From 1911 to 1914, she was the president of the Nevada Federation of Women's Clubs, and from 1918 to 1920 she was director from Nevada of the General Federation of Women's Clubs. She was vice-chairman of the Junior Memberships of the General Federation of Women's Clubs. She was the life secretary of the Presidents of 1912 of the General Federation of Women's Clubs. She compiled a collection of Nevada Poems for the Nevada Federation of Women's Clubs.

She was a member of the Fruitvale Women's Club, Rockridge Women's Club, Women's City Club of Oakland and East Bay.

In May 1925 she conducted a survey of county organizations which was recognized by the National Federation of Women's Clubs. For the first time in the history of federated clubs the actual accomplishment and the organization of these bodies were set forth.

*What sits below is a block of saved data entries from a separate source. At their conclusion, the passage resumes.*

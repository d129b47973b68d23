//! Configuration loading
//!
//! Layers, lowest precedence first: built-in defaults, an optional
//! `location.toml` (or the file given with `--config`), then `LOCATION_*`
//! environment variables such as `LOCATION_TIMEOUT_SECS`.

use std::path::Path;

use location_services::LocationServicesConfig;

/// Prefix for environment overrides
const ENV_PREFIX: &str = "LOCATION";

/// Load the service configuration
///
/// # Errors
///
/// Returns an error if an explicitly given file is missing, a source cannot
/// be parsed, or the result fails validation.
pub fn load(path: Option<&Path>) -> Result<LocationServicesConfig, config::ConfigError> {
    let file = path.map_or_else(
        || config::File::with_name("location").required(false),
        |p| config::File::from(p).required(true),
    );

    let config: LocationServicesConfig = config::Config::builder()
        .add_source(file)
        .add_source(config::Environment::with_prefix(ENV_PREFIX).try_parsing(true))
        .build()?
        .try_deserialize()?;

    config.validate().map_err(config::ConfigError::Message)?;
    Ok(config)
}
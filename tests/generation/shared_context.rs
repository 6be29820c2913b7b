//! One context shared by generators on separate threads.

use super::{bundled_context, SEED};
use sampler_core::SchemaStore;
use sampler_generator::EventGenerator;
use std::sync::Arc;
use std::thread;

const WORKERS: u64 = 4;
const EVENTS_PER_WORKER: u64 = 100;

#[test]
fn test_generators_share_context_across_threads() {
    let context = bundled_context("schemas/sample.yaml");

    let handles: Vec<_> = (0..WORKERS)
        .map(|i| {
            let context = Arc::clone(&context);
            thread::spawn(move || {
                let mut generator = EventGenerator::new(Arc::clone(&context), SEED + i);
                let class = context.schema().class("process_activity").unwrap();
                let mut generated = 0;
                for event in generator.events(&class.name, EVENTS_PER_WORKER).unwrap() {
                    let event = event.unwrap();
                    for name in class.required_attributes() {
                        assert!(event.contains(name), "worker {i}: missing {name}");
                    }
                    generated += 1;
                }
                generated
            })
        })
        .collect();

    let total: u64 = handles.into_iter().map(|h| h.join().unwrap()).sum();
    assert_eq!(total, WORKERS * EVENTS_PER_WORKER);
    // Workers released their clones
    assert_eq!(Arc::strong_count(&context), 1);
}
//! Network address generators.

use rand::Rng;
use std::net::Ipv4Addr;

/// Four random octets joined by `.`.
pub fn ipv4<R: Rng + ?Sized>(rng: &mut R) -> String {
    Ipv4Addr::from(rng.random::<[u8; 4]>()).to_string()
}

/// Eight random 16-bit groups, each zero-padded to 4 hex digits, joined by `:`.
///
/// Groups are never compressed (`0000` stays `0000`).
pub fn ipv6<R: Rng + ?Sized>(rng: &mut R) -> String {
    (0..8)
        .map(|_| format!("{:04X}", rng.random::<u16>()))
        .collect::<Vec<_>>()
        .join(":")
}

/// Eight random bytes in hex without leading-zero padding, joined by `:`.
pub fn mac<R: Rng + ?Sized>(rng: &mut R) -> String {
    (0..8)
        .map(|_| format!("{:X}", rng.random::<u8>()))
        .collect::<Vec<_>>()
        .join(":")
}

/// Random port in `[0, 65536)`.
pub fn port<R: Rng + ?Sized>(rng: &mut R) -> i64 {
    rng.random_range(0..65_536)
}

In December 1944, she publicly supported the restoration of rights for the Japanese-American citizenship and advocated the restitution of their properties.

==Personal life==
A former resident of Nevada, Edith Brake West moved to California in 1921 and lived at 2023 19th Ave., Oakland, California.

She married George Franklin West and had three children: Franklin, Robert, Marianna.